Well, I guess that’s one way of looking at it. The power in question is the United States government, currently run by a madman who has installed TV hosts to “run” little departments like War, Health, Economic Affairs. The TV hosts look good but are a bit lacking in the policy department. That’s not a problem, because policy is no concern of the guy they answer to. Retribution, yes. Revenge? Of course! Policy can be achieved—or not—on the fly.

 

I went to the poetry slam and told the story of meeting Rabbi Swarsensky as a young man. I posed the question that we all grapple with, at some point in our lives: what would I have done or said in Nazi Germany? Then I read the letter to John Roberts, retrieved my phone from Nels (who was recording me), and went home to Espresso Chip ice cream and bed.

 

It was no big deal, in short, and there are times I wonder if that hasn’t been the story of my life. It took me forty years (and a YouTube video) for me to get this, if indeed I have. But I remember watching an interview with Martha Argerich, when someone asked if she hated practicing.

 

Argerich considered the question, before responding, “No, but I hate the idea of practicing.”

 

Exactly—and I have spent my entire life thinking about what I had to do, thinking about how much I dreaded the idea of doing it, and inventing really good justifications for why I really, really cannot and should not do whatever it is.
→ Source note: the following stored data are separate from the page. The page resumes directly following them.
use anyhow::{Context, Result};
use crate::compiler::ShaderCompiler;
use crate::config::BuildConfig;
use crate::error::BuildError;
use glob::glob;
use if_chain::if_chain;
use itertools::Itertools;
use std::fs;
use std::path::{Path, PathBuf};
use tracing::{debug, info};

pub struct ShaderBuildRunner<C> {
    config: BuildConfig,
    compiler: C,
}

impl<C: ShaderCompiler> ShaderBuildRunner<C> {
    pub fn new(config: BuildConfig, compiler: C) -> Result<Self, BuildError> {
        config.validate()?;
        Ok(Self { config, compiler })
    }

    pub fn run(&self) -> Result<()> {
        self.compiler.probe();
        let sources = self.enumerate_sources()?;
        info!(
            "found {} shader sources under {}",
            sources.len(),
            self.config.source_root.display()
        );
        let mut compiled = 0usize;
        for source_path in &sources {
            if self.compile_shader(source_path)? {
                compiled += 1;
            }
        }
        info!(
            "compiled {} shaders, {} already up to date",
            compiled,
            sources.len() - compiled
        );
        Ok(())
    }

    fn enumerate_sources(&self) -> Result<Vec<PathBuf>> {
        let mut sources = Vec::new();
        for pattern in &self.config.source_patterns {
            let pattern = self.config.source_root.join(pattern);
            let matches = glob(&pattern.to_string_lossy())
                .with_context(|| format!("invalid source pattern {}", pattern.display()))?;
            sources.extend(matches.filter_map(|entry| entry.ok()));
        }
        // overlapping patterns must not process a file twice
        Ok(sources.into_iter().unique().collect())
    }

    fn compile_shader(&self, source_path: &Path) -> Result<bool> {
        let output_path = self.config.output_path_for(source_path)?;
        if let Some(parent) = output_path.parent() {
            fs::create_dir_all(parent)
                .with_context(|| format!("failed to create output directory {}", parent.display()))?;
        }
        let source_mtime = fs::metadata(source_path)
            .with_context(|| format!("failed to stat {}", source_path.display()))?
            .modified()?;
        // the output carrying the source timestamp means it was built from this exact version
        if_chain! {
            if let Ok(output_meta) = fs::metadata(&output_path);
            if let Ok(output_mtime) = output_meta.modified();
            if output_mtime == source_mtime;
            then {
                debug!("{} is up to date", output_path.display());
                return Ok(false);
            }
        }
        info!("compiling {}", source_path.display());
        self.compiler.compile(source_path, &output_path)?;
        // restamp the output so the next run sees matching timestamps
        let output_file = fs::File::options()
            .write(true)
            .open(&output_path)
            .with_context(|| format!("failed to reopen {}", output_path.display()))?;
        output_file.set_modified(source_mtime)?;
        Ok(true)
    }
}
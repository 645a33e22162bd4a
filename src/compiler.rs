use crate::error::BuildError;
use std::io::{self, Write};
use std::path::Path;
use std::process::{Command, Stdio};
use tracing::warn;

pub const GLSLANG_BINARY: &str = "glslangValidator";
// vulkan semantics, fixed target version
const TARGET_FLAG: &str = "-V100";

pub trait ShaderCompiler {
    // soft availability check, a missing compiler only fails the first real compile
    fn probe(&self) {}

    fn compile(&self, source_path: &Path, output_path: &Path) -> Result<(), BuildError>;
}

pub struct GlslangCompiler;

impl GlslangCompiler {
    pub fn new() -> Self {
        Self
    }
}

impl ShaderCompiler for GlslangCompiler {
    fn probe(&self) {
        let probe = Command::new(GLSLANG_BINARY).stdout(Stdio::null()).status();
        if let Err(err) = probe {
            warn!("could not probe for {GLSLANG_BINARY}: {err}");
        }
    }

    fn compile(&self, source_path: &Path, output_path: &Path) -> Result<(), BuildError> {
        let output = Command::new(GLSLANG_BINARY)
            .arg(TARGET_FLAG)
            .arg("-o")
            .arg(output_path)
            .arg(source_path)
            .output()
            .map_err(|err| BuildError::compile(source_path, &err.to_string()))?;
        let _ = io::stdout().write_all(&output.stdout);
        let _ = io::stderr().write_all(&output.stderr);
        if !output.status.success() {
            return Err(BuildError::compile(
                source_path,
                &format!("{GLSLANG_BINARY} exited with {}", output.status),
            ));
        }
        Ok(())
    }
}
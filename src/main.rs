use crate::compiler::GlslangCompiler;
use crate::config::BuildConfig;
use crate::runner::ShaderBuildRunner;
use anyhow::Result;

mod compiler;
mod config;
mod error;
mod runner;

fn main() -> Result<()> {
    tracing_subscriber::fmt().init();

    let config = BuildConfig::from_current_dir()?;
    let runner = ShaderBuildRunner::new(config, GlslangCompiler::new())?;
    runner.run()
}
Then I do it, always at the last minute and usually badly, and I discover once again what every adult except for me knows.

 

My mother certainly knew it: “You’ll feel better once it’s over,” was a constant refrain in the house. 

 

No matter how many times I heard it, and no matter how consistently I had proven it to be true, it never helped. In the end, I had to be mechanistic about the whole thing: I will never do what others do easily. I will procrastinate, justify, involve myself in other worthy projects, learn the use of the iota subscript in Ancient Greek. At the last minute I will fly into action, and it will get done. Barely and badly, but done.

 

“If you do your studying every night after class,” my mother once told me, “you really won’t have to study much for the final exam.”

 

Well, yeah!

 

Other people are smarter than me about the things that matter. It took me years to figure out what I had to do in the morning, which is essentially to get through it. And so I am Pavlov’s favorite dog—my phone wakes me up at 6:30, and then it’s the same routine, day after day. Anselmo comes first—food and litter box. Bathroom is second. Prayer comes third, as the coffee is brewing. Then I lie down on the sofa at 6:43 or 6:44 and gather wool until the alarm clock goes off again at 7:05.

 

I get up and I go to the club, and the meeting that I would go to, if I were anonymous and went (or not) to meetings.

 

I don’t think about it at all, of course, because what sense would that make? And yesterday, at last, I did the same thing about going to the poetry slam. Things conspired against me, of course—the printer that is always reliable decided to hang out with the printer that’s a diva. 

 

Fine—I’ll write the damn letter out in long-hand.

 

There were six people in the Passage when I started to speak.

 

No problem—the video can still go viral.

 

Preaching to the choir, are we, little Marc?

 

Yup—and if they sing in tune, it’ll have been worth it.

 

So I did it, and learned the flip side of being an automaton.

 

It feels just great.

 

Not only did I do it, but I posted it on YouTube.

 

Now I’m off to the beach.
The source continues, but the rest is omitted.